- **WORK REQUIRED**
Give back word for word every line from the one that includes "pub fn retract(&self)" through the last line of the listing, and nothing besides.

───

//! Per-file status snapshots and the shared handle that publishes them.
//!
//! A [`StatusSnapshot`] is an immutable bundle of everything known about one file at one
//! refresh instant: the raw [`StatusRecord`], the status resolved from it, the history,
//! the lock owner, the merge base and the divergent-branch descriptor.
//!
//! A [`FileStatusHandle`] is the long-lived, reference-counted unit shared between the
//! path table, background refresh tasks and foreground readers. It holds the current
//! snapshot behind a single `Arc` that a refresh swaps in one step, so a reader sees either
//! the old snapshot or the new one in its entirety.
//!
//! # Refresh protocol
//! 1. [`FileStatusHandle::begin_refresh`] hands out a [`RefreshToken`].
//! 2. The caller gathers collaborator output off to the side into a [`StatusUpdate`].
//! 3. [`FileStatusHandle::apply_if_current`] publishes it, unless the handle was retracted
//!    or a newer token was issued in the meantime, in which case the update is dropped.

use crate::core::capabilities::{self, Capabilities};
use crate::core::git_status::ConsolidatedStatus;
use crate::core::history::{HistoryEntry, HistoryIndex, RevisionId};
use crate::core::record::StatusRecord;
use crate::core::resolver::resolve;
use chrono::{DateTime, Utc};
use serde::{Deserialize, Serialize};
use std::path::{Path, PathBuf};
use std::sync::atomic::{AtomicBool, AtomicU64, Ordering};
use std::sync::{Arc, PoisonError, RwLock};

/// Where the latest commit for a file lives when that is not the checked-out branch.
#[derive(Debug, Clone, PartialEq, Eq, Serialize, Deserialize)]
pub struct DivergentBranch {
    pub branch: String,
    pub action: String,
    pub modified_at: DateTime<Utc>,
    pub commit: RevisionId,
}

/// Everything one refresh cycle collected for a file.
#[derive(Debug, Clone, PartialEq)]
pub struct StatusUpdate {
    pub record: StatusRecord,
    pub history: HistoryIndex,
    pub lock_owner: Option<String>,
    /// Present only while the file has unresolved conflict history
    pub merge_base: Option<RevisionId>,
    pub divergent_branch: Option<DivergentBranch>,
    pub timestamp: DateTime<Utc>,
}

impl StatusUpdate {
    pub fn new(record: StatusRecord, timestamp: DateTime<Utc>) -> Self {
        Self {
            record,
            history: HistoryIndex::default(),
            lock_owner: None,
            merge_base: None,
            divergent_branch: None,
            timestamp,
        }
    }

    pub fn with_history(mut self, history: HistoryIndex) -> Self {
        self.history = history;
        self
    }

    pub fn with_lock_owner(mut self, owner: impl Into<String>) -> Self {
        self.lock_owner = Some(owner.into());
        self
    }

    pub fn with_merge_base(mut self, merge_base: impl Into<RevisionId>) -> Self {
        self.merge_base = Some(merge_base.into());
        self
    }

    pub fn with_divergent_branch(mut self, branch: DivergentBranch) -> Self {
        self.divergent_branch = Some(branch);
        self
    }
}

#[derive(Debug, Default, Clone, PartialEq, Serialize)]
pub struct StatusSnapshot {
    record: StatusRecord,
    status: ConsolidatedStatus,
    history: HistoryIndex,
    lock_owner: Option<String>,
    merge_base: Option<RevisionId>,
    divergent_branch: Option<DivergentBranch>,
    refreshed_at: Option<DateTime<Utc>>,
}

impl StatusSnapshot {
    /// The state of a handle before its first refresh.
    pub fn uninitialized() -> Self {
        Self::default()
    }

    pub fn from_update(update: StatusUpdate) -> Self {
        Self {
            status: resolve(&update.record),
            record: update.record,
            history: update.history,
            lock_owner: update.lock_owner,
            merge_base: update.merge_base,
            divergent_branch: update.divergent_branch,
            refreshed_at: Some(update.timestamp),
        }
    }

    pub fn record(&self) -> &StatusRecord {
        &self.record
    }

    pub fn status(&self) -> ConsolidatedStatus {
        self.status
    }

    pub fn capabilities(&self) -> Capabilities {
        Capabilities::derive(self.status, &self.record)
    }

    pub fn history(&self) -> &HistoryIndex {
        &self.history
    }

    pub fn lock_owner(&self) -> Option<&str> {
        self.lock_owner.as_deref()
    }

    /// Who holds the lock, when someone other than the current user does.
    pub fn checked_out_other(&self) -> Option<&str> {
        capabilities::checked_out_other(&self.record, self.lock_owner())
    }

    pub fn merge_base(&self) -> Option<&RevisionId> {
        self.merge_base.as_ref()
    }

    pub fn base_for_merge(&self) -> Option<&HistoryEntry> {
        self.history.base_for_merge(self.merge_base.as_ref())
    }

    pub fn other_branch_head_modification(&self) -> Option<&DivergentBranch> {
        self.divergent_branch.as_ref()
    }

    pub fn is_modified_in_other_branch(&self, current_branch: &str) -> bool {
        self.divergent_branch
            .as_ref()
            .is_some_and(|divergent| divergent.branch != current_branch)
    }

    /// Git locks are not branch-scoped, so a file is never checked out in another branch.
    pub fn is_checked_out_in_other_branch(&self, _current_branch: &str) -> bool {
        false
    }

    pub fn is_checked_out_or_modified_in_other_branch(&self, current_branch: &str) -> bool {
        self.is_checked_out_in_other_branch(current_branch)
            || self.is_modified_in_other_branch(current_branch)
    }

    pub fn is_initialized(&self) -> bool {
        self.refreshed_at.is_some()
    }

    pub fn refreshed_at(&self) -> Option<DateTime<Utc>> {
        self.refreshed_at
    }

    /// Equal in every field except the refresh timestamp.
    pub fn same_content(&self, other: &StatusSnapshot) -> bool {
        self.record == other.record
            && self.history == other.history
            && self.lock_owner == other.lock_owner
            && self.merge_base == other.merge_base
            && self.divergent_branch == other.divergent_branch
    }
}

/// Captured by [`FileStatusHandle::begin_refresh`]; identifies one refresh attempt.
#[derive(Debug, Clone, Copy, PartialEq, Eq)]
pub struct RefreshToken {
    generation: u64,
}

impl RefreshToken {
    pub fn generation(&self) -> u64 {
        self.generation
    }
}

#[derive(Debug, Clone, Copy, PartialEq, Eq)]
pub enum DiscardReason {
    /// The path is no longer tracked
    Retracted,
    /// A newer refresh was started after this one
    Superseded,
}

#[derive(Debug, Clone, Copy, PartialEq, Eq)]
pub enum RefreshOutcome {
    Applied { changed: bool },
    Discarded(DiscardReason),
}

impl RefreshOutcome {
    pub fn is_applied(&self) -> bool {
        matches!(self, RefreshOutcome::Applied { .. })
    }
}

#[derive(Debug)]
pub struct FileStatusHandle {
    path: PathBuf,
    current: RwLock<Arc<StatusSnapshot>>,
    generation: AtomicU64,
    retracted: AtomicBool,
}

impl FileStatusHandle {
    pub fn new(path: impl Into<PathBuf>) -> Self {
        Self {
            path: path.into(),
            current: RwLock::new(Arc::new(StatusSnapshot::uninitialized())),
            generation: AtomicU64::new(0),
            retracted: AtomicBool::new(false),
        }
    }

    pub fn path(&self) -> &Path {
        &self.path
    }

    /// The current snapshot. Holding it never blocks a refresh.
    pub fn snapshot(&self) -> Arc<StatusSnapshot> {
        // Snapshots are immutable, so a poisoned lock still guards a consistent value.
        let current = self.current.read().unwrap_or_else(PoisonError::into_inner);
        Arc::clone(&current)
    }

    pub fn status(&self) -> ConsolidatedStatus {
        self.snapshot().status()
    }

    pub fn capabilities(&self) -> Capabilities {
        self.snapshot().capabilities()
    }

    pub fn last_refreshed(&self) -> Option<DateTime<Utc>> {
        self.snapshot().refreshed_at()
    }

    pub fn begin_refresh(&self) -> RefreshToken {
        let generation = self.generation.fetch_add(1, Ordering::SeqCst) + 1;
        RefreshToken { generation }
    }

    /// Start and immediately apply a refresh, superseding any refresh still in flight.
    pub fn apply_refresh(&self, update: StatusUpdate) -> RefreshOutcome {
        let token = self.begin_refresh();
        self.apply_if_current(token, update)
    }

    /// Publish `update` if `token` is still the latest refresh and the handle is tracked.
    pub fn apply_if_current(&self, token: RefreshToken, update: StatusUpdate) -> RefreshOutcome {
        let next = Arc::new(StatusSnapshot::from_update(update));

        let mut current = self.current.write().unwrap_or_else(PoisonError::into_inner);
        if self.retracted.load(Ordering::SeqCst) {
            log::debug!("Discarding refresh of {}: path retracted", self.path.display());
            return RefreshOutcome::Discarded(DiscardReason::Retracted);
        }
        if self.generation.load(Ordering::SeqCst) != token.generation {
            log::debug!(
                "Discarding refresh {} of {}: superseded",
                token.generation,
                self.path.display()
            );
            return RefreshOutcome::Discarded(DiscardReason::Superseded);
        }

        let changed = !current.is_initialized() || !current.same_content(&next);
        log::debug!(
            "Applied refresh {} of {}: {} (changed: {})",
            token.generation,
            self.path.display(),
            next.status(),
            changed
        );
        *current = next;
        RefreshOutcome::Applied { changed }
    }

    /// Stop accepting refreshes. Pending and future results are discarded.
    pub fn retract(&self) {
        // Taken under the write lock so no apply can interleave with retraction.
        let _current = self.current.write().unwrap_or_else(PoisonError::into_inner);
        self.retracted.store(true, Ordering::SeqCst);
    }

    pub fn is_retracted(&self) -> bool {
        self.retracted.load(Ordering::SeqCst)
    }
}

───

- **EXPECTED OUTPUT**
    pub fn retract(&self) {
        // Taken under the write lock so no apply can interleave with retraction.
        let _current = self.current.write().unwrap_or_else(PoisonError::into_inner);
        self.retracted.store(true, Ordering::SeqCst);
    }

    pub fn is_retracted(&self) -> bool {
        self.retracted.load(Ordering::SeqCst)
    }
}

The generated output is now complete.